Alla Lazio, per esempio, il ritiro di Norcia dell’anno scorso prima della finale di Coppa Italia contro la Roma portò fortuna. I biancocelesti si imposero per 1 a 0. La decisione fu tutta di Lotito che andò contro i pareri di giocatori e tecnici.

Questa pratica molto diffusa in Italia pare essere snobbata negli altri paesi, dove in genere la pressione mediatica e dei tifosi è minore e viene lasciato il tempo ai calciatori di lavorare, senza che il campo d’allenamento venga preso di mira da contestazioni (a volte anche meritate) che minacciano la serenità dell’ambiente.

Tornando un pò indietro nel tempo, ovvero al mondiale di Germania nel 1974 scopriamo che nel ritiro argentino (non ritiro punitivo ma il quartier generale dove alloggiava la nazionale albiceleste), definito come una vera e propria prigione, due giocatori (Ayala e Telch) si resero protagonisti di due gesti di tentata violenza sessuale ai danni di una cameriera e di una giornalista. Per questo motivo il ritiro dell’Olanda che stupì il mondo in quel Mondiale era aperto completamente alle mogli. Per evitare, secondo le pressioni di Cruyff e compagni, che l’eventuale divieto diventasse una lama a doppio taglio.
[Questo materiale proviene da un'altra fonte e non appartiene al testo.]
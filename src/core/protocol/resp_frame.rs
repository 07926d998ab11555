// src/core/protocol/resp_frame.rs

//! Implements the RESP (REdis Serialization Protocol) frame structure and the
//! corresponding `Encoder` and `Decoder` for network communication.

use crate::core::errors::SentinelError;
use bytes::{Buf, Bytes, BytesMut};
use tokio_util::codec::{Decoder, Encoder};

/// The CRLF (Carriage Return, Line Feed) sequence used to terminate lines in RESP.
const CRLF: &[u8] = b"\r\n";
const CRLF_LEN: usize = 2;

// Protocol-level limits to prevent denial-of-service attacks from malicious or malformed frames.
const MAX_FRAME_ELEMENTS: usize = 1_024 * 1_024; // Max elements in an array.
const MAX_BULK_STRING_SIZE: usize = 512 * 1024 * 1024; // 512MB max bulk string size.

/// An enum representing a single frame in the RESP protocol.
/// This is the low-level representation of data exchanged between the client and server.
#[derive(Debug, Clone, PartialEq)]
pub enum RespFrame {
    SimpleString(String),
    Error(String),
    Integer(i64),
    BulkString(Bytes),
    Null,
    NullArray,
    Array(Vec<RespFrame>),
    // RESP3 additions
    Map(Vec<(RespFrame, RespFrame)>),
    Set(Vec<RespFrame>),
    Boolean(bool),
    Double(f64),
    BigNumber(String),
    VerbatimString(String, Bytes),
    Attribute(Vec<(RespFrame, RespFrame)>, Box<RespFrame>),
}

impl RespFrame {
    /// A convenience method to encode a frame into a `Vec<u8>`.
    /// Useful for replication and AOF persistence where a complete byte vector is needed.
    pub fn encode_to_vec(&self) -> Result<Vec<u8>, SentinelError> {
        let mut buf = BytesMut::new();
        RespFrameCodec::new(2).encode(self.clone(), &mut buf)?;
        Ok(buf.to_vec())
    }
}

/// A `tokio_util::codec` implementation for encoding and decoding `RespFrame`s.
#[derive(Debug)]
pub struct RespFrameCodec {
    protocol_version: u8,
}

impl RespFrameCodec {
    /// Creates a new `RespFrameCodec` with the specified protocol version.
    pub fn new(protocol_version: u8) -> Self {
        Self { protocol_version }
    }
}

impl Encoder<RespFrame> for RespFrameCodec {
    type Error = SentinelError;

    /// Encodes a `RespFrame` into a `BytesMut` buffer according to the RESP specification.
    fn encode(&mut self, item: RespFrame, dst: &mut BytesMut) -> Result<(), Self::Error> {
        match item {
            RespFrame::SimpleString(s) => {
                dst.extend_from_slice(b"+");
                dst.extend_from_slice(s.as_bytes());
                dst.extend_from_slice(CRLF);
            }
            RespFrame::Error(s) => {
                dst.extend_from_slice(b"-");
                dst.extend_from_slice(s.as_bytes());
                dst.extend_from_slice(CRLF);
            }
            RespFrame::Integer(i) => {
                dst.extend_from_slice(b":");
                dst.extend_from_slice(i.to_string().as_bytes());
                dst.extend_from_slice(CRLF);
            }
            RespFrame::BulkString(b) => {
                dst.extend_from_slice(b"$");
                dst.extend_from_slice(b.len().to_string().as_bytes());
                dst.extend_from_slice(CRLF);
                dst.extend_from_slice(&b);
                dst.extend_from_slice(CRLF);
            }
            RespFrame::Null => {
                dst.extend_from_slice(b"$-1\r\n");
            }
            RespFrame::NullArray => {
                dst.extend_from_slice(b"*-1\r\n");
            }
            RespFrame::Array(arr) => {
                dst.extend_from_slice(b"*");
                dst.extend_from_slice(arr.len().to_string().as_bytes());
                dst.extend_from_slice(CRLF);
                for frame in arr {
                    // Recursively encode each frame in the array.
                    self.encode(frame, dst)?;
                }
            }
            // RESP3 additions - only encode if protocol_version is 3
            RespFrame::Map(map) => {
                if self.protocol_version < 3 {
                    return Err(SentinelError::ProtocolError(
                        "Map type not supported in RESP2".to_string(),
                    ));
                }
                dst.extend_from_slice(b"%");
                dst.extend_from_slice(map.len().to_string().as_bytes());
                dst.extend_from_slice(CRLF);
                for (k, v) in map {
                    self.encode(k, dst)?;
                    self.encode(v, dst)?;
                }
            }
            RespFrame::Set(set) => {
                if self.protocol_version < 3 {
                    return Err(SentinelError::ProtocolError(
                        "Set type not supported in RESP2".to_string(),
                    ));
                }
                dst.extend_from_slice(b"~");
                dst.extend_from_slice(set.len().to_string().as_bytes());
                dst.extend_from_slice(CRLF);
                for frame in set {
                    self.encode(frame, dst)?;
                }
            }
            RespFrame::Boolean(b) => {
                if self.protocol_version < 3 {
                    return Err(SentinelError::ProtocolError(
                        "Boolean type not supported in RESP2".to_string(),
                    ));
                }
                dst.extend_from_slice(if b { b"#t" } else { b"#f" });
                dst.extend_from_slice(CRLF);
            }
            RespFrame::Double(d) => {
                if self.protocol_version < 3 {
                    return Err(SentinelError::ProtocolError(
                        "Double type not supported in RESP2".to_string(),
                    ));
                }
                dst.extend_from_slice(b",");
                dst.extend_from_slice(d.to_string().as_bytes());
                dst.extend_from_slice(CRLF);
            }
            RespFrame::BigNumber(bn) => {
                if self.protocol_version < 3 {
                    return Err(SentinelError::ProtocolError(
                        "BigNumber type not supported in RESP2".to_string(),
                    ));
                }
                dst.extend_from_slice(b"(");
                dst.extend_from_slice(bn.as_bytes());
                dst.extend_from_slice(CRLF);
            }
            RespFrame::VerbatimString(format, text) => {
                if self.protocol_version < 3 {
                    return Err(SentinelError::ProtocolError(
                        "VerbatimString type not supported in RESP2".to_string(),
                    ));
                }
                dst.extend_from_slice(b"=");
                dst.extend_from_slice(text.len().to_string().as_bytes());
                dst.extend_from_slice(CRLF);
                dst.extend_from_slice(format.as_bytes());
                dst.extend_from_slice(b":");
                dst.extend_from_slice(&text);
                dst.extend_from_slice(CRLF);
            }
            RespFrame::Attribute(attrs, data) => {
                if self.protocol_version < 3 {
                    return Err(SentinelError::ProtocolError(
                        "Attribute type not supported in RESP2".to_string(),
                    ));
                }
                dst.extend_from_slice(b"|");
                dst.extend_from_slice(attrs.len().to_string().as_bytes());
                dst.extend_from_slice(CRLF);
                for (k, v) in attrs {
                    self.encode(k, dst)?;
                    self.encode(v, dst)?;
                }
                self.encode(*data, dst)?;
            }
        }
        Ok(())
    }
}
Quando si parla di ritiri l’opinione di tecnici e calciatori è sempre divisa. C’è chi dice che sono inutili, chi invece li ritiene necessari. Di sicuro bisognerebbe trovare una via di mezzo, va bene il ritiro punitivo, ma senza esagerare come Gaucci o l’Argentina nel 1974. E’ un provvedimento che serve per trovare serenità, capire le cause degli scarsi risultati e compattare il gruppo. I giocatori invece non possono lamentarsi. In genere le location scelte sono alberghi con tutte le comodità possibili, a partire dal wi-fi fino ad arrivare alle Play Station con cui sono soliti intrattenersi. Solo se il Presidente si chiama Luciano Gaucci le cose cambiano…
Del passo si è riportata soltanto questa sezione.